Une telle façon d’exercer le pouvoir, puisqu’elle exprime l’identité de la France et donne ainsi un sens à son existence, rend possible le positionnement de chaque citoyen par rapport à ce sens. Bien loin d’une forme d’uniformité juridique, dans laquelle les comportements de tous sont prescrits par des normes aussi anonymes qu’universelles, la décision politique crée le cadre propice à l’expression de l’individualité de chacun. Cette individualité s’exprimera par un positionnement par rapport à ces idéaux que le dirigeant a pris sur lui d’exprimer – positionnement qui pourra aller jusqu’à l’anticonformisme, qui n’est pas, dans ce cadre, une transgression mais une originalité, un simple « point de vue » différent.
Un tel pouvoir peut sembler exorbitant. Il est pourtant au cœur de ce qu’est la politique, l’expression d’un collectif qui ne peut exister qu’à travers la confrontation des points de vue et donc, la rencontre et la relation des individus qui le forme – d’une communauté qui forge son unité dans la diversité.
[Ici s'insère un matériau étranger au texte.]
//! Stream subscriber
//!
//! Owns one push connection per (symbol, channel), reconnecting with linear
//! back-off until the attempt budget is spent. Everything it observes is
//! forwarded to the owning feed as [`StreamEvent`]s.

use async_trait::async_trait;
use std::sync::Arc;
use std::time::Duration;
use tokio::sync::mpsc;
use tokio::task::JoinHandle;
use tokio::time::{sleep, timeout};
use tokio_util::sync::CancellationToken;
use tracing::{error, info, warn};

use super::client::Incoming;
use super::state::{CloseAction, ConnectionState, ConnectionStatus};
use crate::error::{MarketDataError, Result};

/// An established push connection
#[async_trait]
pub trait StreamConnection: Send {
    async fn recv(&mut self) -> Result<Incoming>;
    async fn ping(&mut self) -> Result<()>;
    async fn close(&mut self);
}

/// Opens push connections
#[async_trait]
pub trait StreamConnector: Send + Sync {
    async fn connect(&self, url: &str) -> Result<Box<dyn StreamConnection>>;
}

/// Push channel for one symbol
#[derive(Debug, Clone, PartialEq, Eq, Hash)]
pub enum StreamChannel {
    /// Full top-N book snapshots
    Depth { levels: usize },
    Trade,
    Kline { interval: String },
}

impl StreamChannel {
    pub fn stream_name(&self, symbol: &str) -> String {
        let symbol = symbol.to_lowercase();
        match self {
            StreamChannel::Depth { levels } => format!("{}@depth{}@100ms", symbol, levels),
            StreamChannel::Trade => format!("{}@trade", symbol),
            StreamChannel::Kline { interval } => format!("{}@kline_{}", symbol, interval),
        }
    }

    pub fn name(&self) -> &'static str {
        match self {
            StreamChannel::Depth { .. } => "depth",
            StreamChannel::Trade => "trade",
            StreamChannel::Kline { .. } => "kline",
        }
    }
}

/// What a subscription reports to its feed
#[derive(Debug, Clone, PartialEq, Eq)]
pub enum StreamEvent {
    Status(ConnectionStatus),
    Message(String),
    /// Reconnect budget spent; no further events follow
    Exhausted { attempts: u32 },
}

#[derive(Debug, Clone)]
pub struct SubscriberSettings {
    pub max_attempts: u32,
    pub base_delay: Duration,
    /// Ping when the stream has been silent this long
    pub stale_timeout: Duration,
}

impl Default for SubscriberSettings {
    fn default() -> Self {
        Self {
            max_attempts: 5,
            base_delay: Duration::from_millis(1000),
            stale_timeout: Duration::from_secs(45),
        }
    }
}

/// Opens subscriptions against one stream endpoint
#[derive(Clone)]
pub struct StreamSubscriber {
    connector: Arc<dyn StreamConnector>,
    endpoint: String,
    settings: SubscriberSettings,
}

impl StreamSubscriber {
    pub fn new(
        connector: Arc<dyn StreamConnector>,
        endpoint: &str,
        settings: SubscriberSettings,
    ) -> Self {
        Self {
            connector,
            endpoint: endpoint.trim_end_matches('/').to_string(),
            settings,
        }
    }

    pub fn url(&self, symbol: &str, channel: &StreamChannel) -> String {
        format!("{}/{}", self.endpoint, channel.stream_name(symbol))
    }

    /// Start a subscription; it lives until the handle is closed or dropped,
    /// or until `parent` is cancelled
    pub fn subscribe(
        &self,
        symbol: &str,
        channel: &StreamChannel,
        events: mpsc::Sender<StreamEvent>,
        parent: &CancellationToken,
    ) -> StreamHandle {
        let url = self.url(symbol, channel);
        let cancel = parent.child_token();

        let task = tokio::spawn(run_stream(
            self.connector.clone(),
            url,
            self.settings.clone(),
            events,
            cancel.clone(),
        ));

        StreamHandle {
            cancel,
            task: Some(task),
        }
    }
}

/// Cancellation handle for one subscription
pub struct StreamHandle {
    cancel: CancellationToken,
    task: Option<JoinHandle<()>>,
}

impl StreamHandle {
    /// Stop the subscription and any pending reconnect; repeat calls do nothing
    pub fn close(&self) {
        self.cancel.cancel();
    }

    pub fn is_closed(&self) -> bool {
        self.cancel.is_cancelled()
    }

    /// Close and wait for the connection task to wind down
    pub async fn shutdown(mut self) {
        self.close();
        if let Some(task) = self.task.take() {
            let _ = task.await;
        }
    }
}
//! Prometheus counters for the sync pipeline

use prometheus::{Encoder, IntCounter, IntCounterVec, Opts, Registry, TextEncoder};

use crate::feed::{FeedEvent, FeedFault};
use crate::websocket::ConnectionStatus;

/// Counters exported on `/metrics`
#[derive(Clone)]
pub struct SyncMetrics {
    registry: Registry,
    views_published: IntCounterVec,
    stream_disconnects: IntCounterVec,
    terminal_errors: IntCounterVec,
    snapshot_failures: IntCounterVec,
    rate_limit_retries: IntCounter,
}

impl SyncMetrics {
    pub fn new() -> prometheus::Result<Self> {
        let registry = Registry::new_custom(Some("market_sync".to_string()), None)?;

        let views_published = IntCounterVec::new(
            Opts::new("views_published_total", "Reconciled views handed to consumers"),
            &["feed"],
        )?;
        let stream_disconnects = IntCounterVec::new(
            Opts::new("stream_disconnects_total", "Stream closes that led to a reconnect or give-up"),
            &["feed"],
        )?;
        let terminal_errors = IntCounterVec::new(
            Opts::new("terminal_errors_total", "Feeds stopped by an unrecoverable condition"),
            &["feed", "fault"],
        )?;
        let snapshot_failures = IntCounterVec::new(
            Opts::new("snapshot_failures_total", "Initial snapshots that could not be fetched"),
            &["feed"],
        )?;
        let rate_limit_retries = IntCounter::new(
            "rate_limit_retries_total",
            "REST requests retried after HTTP 429",
        )?;

        registry.register(Box::new(views_published.clone()))?;
        registry.register(Box::new(stream_disconnects.clone()))?;
        registry.register(Box::new(terminal_errors.clone()))?;
        registry.register(Box::new(snapshot_failures.clone()))?;
        registry.register(Box::new(rate_limit_retries.clone()))?;

        Ok(Self {
            registry,
            views_published,
            stream_disconnects,
            terminal_errors,
            snapshot_failures,
            rate_limit_retries,
        })
    }

    /// Counter the REST client bumps on every 429 retry
    pub fn rate_limit_retries(&self) -> IntCounter {
        self.rate_limit_retries.clone()
    }

    pub fn observe<O>(&self, feed: &str, event: &FeedEvent<O>) {
        match event {
            FeedEvent::Snapshot(_) => self.views_published.with_label_values(&[feed]).inc(),
            FeedEvent::Status(ConnectionStatus::Disconnected) => {
                self.stream_disconnects.with_label_values(&[feed]).inc()
            }
            FeedEvent::Status(_) => {}
            FeedEvent::TerminalError(fault) => {
                let label = match fault {
                    FeedFault::UnsupportedSymbol(_) => "unsupported_symbol",
                    FeedFault::StreamExhausted { .. } => "stream_exhausted",
                };
                self.terminal_errors.with_label_values(&[feed, label]).inc();
            }
            FeedEvent::Degraded(_) => self.snapshot_failures.with_label_values(&[feed]).inc(),
        }
    }

    /// Prometheus text exposition
    pub fn render(&self) -> prometheus::Result<String> {
        let mut buffer = Vec::new();
        TextEncoder::new().encode(&self.registry.gather(), &mut buffer)?;
        String::from_utf8(buffer).map_err(|e| prometheus::Error::Msg(e.to_string()))
    }
}
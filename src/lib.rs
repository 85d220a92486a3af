//! Market Sync - real-time market data synchronization
//!
//! Keeps a bounded order book, trade tape and candle series per symbol in
//! step with an exchange: REST snapshots seed each view, push streams keep
//! it current, and a throttled reconciler decides when consumers see a new
//! version.

pub mod candles;
pub mod config;
pub mod error;
pub mod feed;
pub mod orderbook;
pub mod parser;
pub mod publisher;
pub mod reconcile;
pub mod rest;
pub mod symbols;
pub mod telemetry;
pub mod trades;
pub mod websocket;

#[cfg(test)]
mod test_support;

pub use candles::{CandlePoint, CandleSeries};
pub use config::Config;
pub use error::{MarketDataError, Result};
pub use feed::{
    FeedCommand, FeedContext, FeedEvent, FeedFault, FeedFlags, FeedHandle, MarketSession,
    SessionFeeds, SymbolFeeds,
};
pub use orderbook::{OrderBook, OrderBookMetrics, OrderBookView};
pub use publisher::Publisher;
pub use reconcile::{MergeStrategy, ThrottledReconciler};
pub use rest::{MarketDataSource, RestClient, RetryPolicy};
pub use symbols::SymbolSupportGate;
pub use telemetry::SyncMetrics;
pub use trades::TradeTick;
pub use websocket::{ConnectionStatus, StreamSubscriber};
Une telle lecture de la souveraineté, de l’expression de la volonté souveraine matérialisée par la décision d’un dirigeant, permet d’exprimer une forme de transcendance qui est la vocation de la politique dans son sens le plus noble. Le dirigeant capable d’en user ainsi ne peut d’ailleurs être un dictateur ou un autocrate, car il a besoin de ressentir au plus profond de lui l’identité de ce collectif qu’il exprimera à travers ses décisions. Il doit donc être capable de faire preuve d’une empathie, d’une capacité à entrer en relation avec les autres membres du collectif puis de définir, ou en tout cas d’exprimer, ce qui constitue son unité.